Even as a silent observer, I feel like I’m part of something. Like I’m witnessing a small revolution in real time. Somebody, somewhere, is doing something phenomenal, and I get to watch.
And then there’s me. I could be one of them. I am one of them.
For some people, this is just content. But for me, it’s a tiny burst of joy—watching strangers commit to something, document their journey, and build a little community of people who are in the same zone, or want to be, or just like to watch from the sidelines, rooting for them between doomscrolls.
The word content bugs me. Because I could spend hours overthinking every word of a blog post, breaking my brain over whether a sentence is deep or just ✨ cringe ✨, and the minute I hit publish, it’s just content. Another thing for people to consume, scroll past, categorize, forget. The internet is fast like that.
And yet, we keep creating. Why? Because the internet bets on virality, but the people who actually make things? They bet on consistency.
Think about the all people you admire online. Did they wait for the ‘perfect idea’? The ‘right time’? The ‘aesthetic feed’? No.
They just started. One bad post. One weird sentence. One deeply embarrassing TikTok/reel from 2020 ( could've been me on that influencer trip to Dubai btw). And then they got better. You will too.

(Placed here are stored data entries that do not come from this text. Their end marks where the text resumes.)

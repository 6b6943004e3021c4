// pitch-cli/src/main.rs

//! # pitchcontrol
//!
//! Terminal front end for the live pitch estimator.
//!
//! ## Architecture
//! - **Audio thread**: owns the CPAL stream and the `PitchPipeline`, runs one
//!   processing cycle per captured block and publishes into a `DisplaySlot`
//! - **Main thread**: display subscriber, redraws the latest reading on a
//!   fixed tick until Enter is pressed or the duration elapses
//! - **Communication**: crossbeam channels for audio blocks and shutdown

use anyhow::{Context, Result, bail};
use clap::{Args, Parser, Subcommand, ValueEnum};
use cpal::traits::StreamTrait;
use crossbeam_channel::{Receiver, RecvTimeoutError, Sender};
use std::io::Write;
use std::path::{Path, PathBuf};
use std::sync::Arc;
use std::thread::{self, JoinHandle};
use std::time::{Duration, Instant};

use pitch_core::accuracy::{self, AccuracySummary};
use pitch_core::pipeline::{PitchPipeline, PitchReading, SampleBlock};
use pitch_core::{DisplaySlot, EstimatorKind, Instrument, PitchConfig, audio, signal, tuning};

/// Blocks the capture callback may queue before it starts dropping them.
const AUDIO_QUEUE_DEPTH: usize = 8;

#[derive(Debug, Parser)]
#[command(name = "pitchcontrol", version, about = "Live pitch estimation from the default input device")]
struct Cli {
    #[command(subcommand)]
    command: Command,
}

#[derive(Debug, Subcommand)]
enum Command {
    /// Track the pitch of the default input device.
    Listen(ListenArgs),
    /// Run the pipeline over a generated test signal.
    Simulate(SimulateArgs),
    /// Show the nearest note for a frequency, or the frequency of a note name.
    Note {
        /// A frequency in Hz ("446") or a note name ("A4", "C#3", "Bb2").
        value: String,
    },
}

#[derive(Debug, Args)]
struct PipelineArgs {
    /// JSON configuration file.
    #[arg(long)]
    config: Option<PathBuf>,
    /// Estimator to use, overriding the configuration.
    #[arg(long)]
    estimator: Option<EstimatorKind>,
    /// Search band preset: piano, guitar, cello, violin, voice, bass_guitar or trumpet.
    #[arg(long)]
    instrument: Option<Instrument>,
}

#[derive(Debug, Args)]
struct ListenArgs {
    #[command(flatten)]
    pipeline: PipelineArgs,
    /// Gain applied to the captured audio, in percent.
    #[arg(long)]
    gain: Option<f64>,
    /// Display refresh interval.
    #[arg(long, default_value_t = 100)]
    refresh_ms: u64,
    /// Stop after this many seconds instead of waiting for Enter.
    #[arg(long)]
    duration_secs: Option<f64>,
}

#[derive(Debug, Clone, Copy, ValueEnum)]
enum Waveform {
    Sine,
    Saw,
    Square,
    Triangle,
    Harmonics,
}

#[derive(Debug, Args)]
struct SimulateArgs {
    #[command(flatten)]
    pipeline: PipelineArgs,
    #[arg(long, value_enum, default_value_t = Waveform::Sine)]
    waveform: Waveform,
    /// Frequency of the generated tone in Hz.
    #[arg(long)]
    frequency: f64,
    #[arg(long, default_value_t = 1.0)]
    seconds: f64,
    /// Overrides the configured sample rate.
    #[arg(long)]
    sample_rate: Option<u32>,
}

/// Audio worker thread management structure.
///
/// Owns the handle of the capture thread and the channel used to stop it.
struct AudioWorker {
    shutdown_tx: Sender<()>,
    thread_handle: Option<JoinHandle<()>>,
}

impl AudioWorker {
    /// Spawns the capture thread. The CPAL stream is created on that thread
    /// and never leaves it.
    fn start(config: PitchConfig, gain_percent: f64, slot: Arc<DisplaySlot>) -> Result<Self> {
        let mut pipeline = PitchPipeline::new(config.clone())?;
        let (shutdown_tx, shutdown_rx) = crossbeam_channel::bounded(1);

        let thread_handle = thread::spawn(move || {
            log::info!("[AUDIO-THREAD] Starting audio thread...");
            let (block_tx, block_rx) = crossbeam_channel::bounded::<SampleBlock>(AUDIO_QUEUE_DEPTH);

            let (stream, sample_rate) = match audio::start_audio_capture(block_tx, &config) {
                Ok(tuple) => tuple,
                Err(e) => {
                    log::error!("[AUDIO-THREAD] Fatal error starting audio: {:#}", e);
                    return;
                }
            };

            run_processing_loop(&mut pipeline, &block_rx, &shutdown_rx, sample_rate as f64, gain_percent, &slot);

            log::info!("[AUDIO-THREAD] Stopping stream and exiting...");
            if let Err(e) = stream.pause() {
                log::warn!("[AUDIO-THREAD] Error pausing stream: {}", e);
            }
            drop(stream);
            slot.clear();
            log::info!("[AUDIO-THREAD] Audio thread finished");
        });

        Ok(Self {
            shutdown_tx,
            thread_handle: Some(thread_handle),
        })
    }

    /// True once the thread has exited, e.g. because capture failed to start.
    fn is_finished(&self) -> bool {
        self.thread_handle
            .as_ref()
            .is_none_or(|handle| handle.is_finished())
    }

    fn stop(mut self) {
        let _ = self.shutdown_tx.try_send(());
        if let Some(handle) = self.thread_handle.take() {
            if handle.join().is_err() {
                log::error!("[MAIN] Audio thread panicked");
            }
        }
    }
}

fn run_processing_loop(
    pipeline: &mut PitchPipeline,
    block_rx: &Receiver<SampleBlock>,
    shutdown_rx: &Receiver<()>,
    sample_rate: f64,
    gain_percent: f64,
    slot: &DisplaySlot,
) {
    loop {
        crossbeam_channel::select! {
            recv(block_rx) -> msg => match msg {
                Ok(mut block) => {
                    let reading = pipeline.process(&mut block, sample_rate, gain_percent);
                    slot.publish(&reading);
                }
                Err(_) => {
                    log::warn!("[AUDIO-THREAD] Audio channel closed");
                    break;
                }
            },
            recv(shutdown_rx) -> _ => {
                log::info!("[AUDIO-THREAD] Received shutdown signal");
                break;
            },
        }
    }
}

/// Loads the configuration file (if any) and applies command-line overrides.
fn load_config(args: &PipelineArgs) -> Result<PitchConfig> {
    let mut config = match &args.config {
        Some(path) => read_config(path)?,
        None => PitchConfig::default(),
    };
    if let Some(estimator) = args.estimator {
        config.estimator = estimator;
    }
    if let Some(instrument) = args.instrument {
        config.set_instrument(instrument);
    }
    Ok(config)
}

fn read_config(path: &Path) -> Result<PitchConfig> {
    let data = std::fs::read_to_string(path)
        .with_context(|| format!("reading config {}", path.display()))?;
    let config: PitchConfig = serde_json::from_str(&data)
        .with_context(|| format!("parsing config {}", path.display()))?;
    log::info!("[MAIN] Loaded config from {}", path.display());
    Ok(config)
}

/// One display line for a reading.
fn format_reading(reading: &PitchReading) -> String {
    match (reading.frequency, reading.note, reading.nearest_in_tune) {
        (Some(frequency), Some(note), Some(in_tune)) => {
            format!("{:9.2} Hz  {:<10} in tune: {:.2} Hz", frequency, note.to_string(), in_tune)
        }
        _ => format!("{:>9} Hz  {:<10} in tune: --", "--", "--"),
    }
}

/// Sends on the returned channel when a line arrives on stdin.
///
/// The channel disconnects without a message if stdin is closed.
fn spawn_enter_listener() -> Receiver<()> {
    let (tx, rx) = crossbeam_channel::bounded(1);
    thread::spawn(move || {
        let mut line = String::new();
        if matches!(std::io::stdin().read_line(&mut line), Ok(n) if n > 0) {
            let _ = tx.send(());
        }
    });
    rx
}

fn listen(args: ListenArgs) -> Result<()> {
    let config = load_config(&args.pipeline)?;
    let gain = args.gain.unwrap_or(config.gain_percent);
    let slot = DisplaySlot::shared();

    let worker = AudioWorker::start(config, gain, Arc::clone(&slot))?;
    let mut enter_rx = spawn_enter_listener();
    let refresh = Duration::from_millis(args.refresh_ms.max(1));
    let deadline = args
        .duration_secs
        .and_then(|secs| Duration::try_from_secs_f64(secs).ok())
        .map(|duration| Instant::now() + duration);

    eprintln!("Listening... press Enter to stop.");
    let mut stdout = std::io::stdout();
    loop {
        match enter_rx.recv_timeout(refresh) {
            Ok(()) => break,
            Err(RecvTimeoutError::Timeout) => {}
            // No terminal to wait on; rely on the duration or Ctrl-C.
            Err(RecvTimeoutError::Disconnected) => enter_rx = crossbeam_channel::never(),
        }

        write!(stdout, "\r{}", format_reading(&slot.latest()))?;
        stdout.flush()?;
        if deadline.is_some_and(|deadline| Instant::now() >= deadline) {
            break;
        }
        if worker.is_finished() {
            writeln!(stdout)?;
            bail!("audio capture stopped unexpectedly");
        }
    }
    writeln!(stdout)?;

    log::info!("[MAIN] Shutting down audio worker");
    worker.stop();
    Ok(())
}

fn simulate(args: SimulateArgs) -> Result<()> {
    let mut config = load_config(&args.pipeline)?;
    if let Some(rate) = args.sample_rate {
        config.sample_rate = rate;
    }
    if !(args.frequency.is_finite() && args.frequency > 0.0) {
        bail!("frequency must be positive, got {}", args.frequency);
    }
    if !(args.seconds.is_finite() && args.seconds >= 0.0) {
        bail!("seconds must be finite and non-negative, got {}", args.seconds);
    }

    let sample_rate = config.sample_rate as f64;
    let length = (args.seconds * sample_rate) as usize;
    let samples = match args.waveform {
        Waveform::Sine => signal::sine(args.frequency, length, sample_rate),
        Waveform::Saw => signal::sawtooth(args.frequency, length, sample_rate),
        Waveform::Square => signal::square(args.frequency, length, sample_rate),
        Waveform::Triangle => signal::triangle(args.frequency, length, sample_rate),
        Waveform::Harmonics => signal::sine_with_harmonics(args.frequency, length, sample_rate, 8),
    };

    let block_size = config.block_size;
    let gain = config.gain_percent;
    let mut pipeline = PitchPipeline::new(config)?;
    let mut raw_summary = AccuracySummary::default();
    let mut reading = PitchReading::default();
    for chunk in samples.chunks_exact(block_size) {
        let mut block = SampleBlock::mono(chunk.to_vec());
        reading = pipeline.process(&mut block, sample_rate, gain);
        raw_summary.record(args.frequency, reading.raw);
    }

    println!(
        "{:?} {:.2} Hz, {} blocks of {} frames, estimator {}",
        args.waveform,
        args.frequency,
        raw_summary.trials,
        block_size,
        pipeline.estimator_name()
    );
    println!("final: {}", format_reading(&reading));

    if let Some(frequency) = reading.frequency {
        println!(
            "smoothed error: {:.3}% ({:.3} semitones), correct note: {}",
            accuracy::percentage_error(args.frequency, frequency) * 100.0,
            accuracy::midi_error(args.frequency, frequency).unwrap_or(f64::NAN),
            accuracy::within_100_cents(args.frequency, frequency)
        );
    }
    println!(
        "per block: {} misses, mean error {}, correct note {:.1}%, with octave errors {:.1}%",
        raw_summary.misses,
        raw_summary
            .mean_percentage_error()
            .map_or_else(|| "--".to_string(), |e| format!("{:.3}%", e * 100.0)),
        raw_summary.correct_note_rate() * 100.0,
        raw_summary.correct_with_octave_rate() * 100.0
    );
    Ok(())
}

fn note(value: &str) -> Result<()> {
    if let Ok(frequency) = value.parse::<f64>() {
        let Some(note) = tuning::to_note(frequency) else {
            bail!("{} Hz has no note; the frequency must be positive", value);
        };
        println!(
            "{:.2} Hz -> {} (MIDI {}), in tune at {:.2} Hz",
            frequency,
            note,
            note.midi,
            note.in_tune_frequency()
        );
        return Ok(());
    }

    let Some(midi) = tuning::midi_from_note_name(value) else {
        bail!("'{}' is neither a frequency nor a note name", value);
    };
    println!(
        "{} (MIDI {}) = {:.2} Hz",
        value.trim(),
        midi,
        tuning::frequency_from_midi(midi as f64)
    );
    Ok(())
}

fn main() -> Result<()> {
    env_logger::Builder::from_env(env_logger::Env::default().default_filter_or("info")).init();

    let cli = Cli::parse();
    match cli.command {
        Command::Listen(args) => listen(args),
        Command::Simulate(args) => simulate(args),
        Command::Note { value } => note(&value),
    }
}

No one who made it big was waiting for their one viral moment to happen. They just kept making stuff. If you have things worth saying, writing, creating—just ship it.
Post the thing. If nothing else, it’ll at least live on your ‘On This Day’ memories in two years and haunt you lol
The internet is full of mediocre stuff made by confident people.
If they can take up space, why can’t you? What’s the worst that happens? You don’t get a big break? Your work gets 3 likes? Then what? Move on. Make the next thing. The internet moves every 3 seconds anyway.
And what’s the best case scenario? Someone, somewhere, resonates with what you made. They read it. Share it. DM you to say, "This is so real" That’s all you need.
So here’s my challenge to you: Create and post something. A messy first draft. A half-baked idea. A voice note. A random thought. Whatever it is—put it out there. Give the universe a taste of what you’re capable of. The internet is watching.
Create things that you want to see more of.
I come back from consuming content in random corners of the internet to this corner of mine, feeling both envious and inspired by the people who dared to put something out there.
If I needed to write this to get out of my head and push past the self doubt, then maybe you need to hear it. (Fuck it, lets ball)



I needed to hear this today. Thank you for putting this feeling into words. 🤝 Time to keep showing up and creating!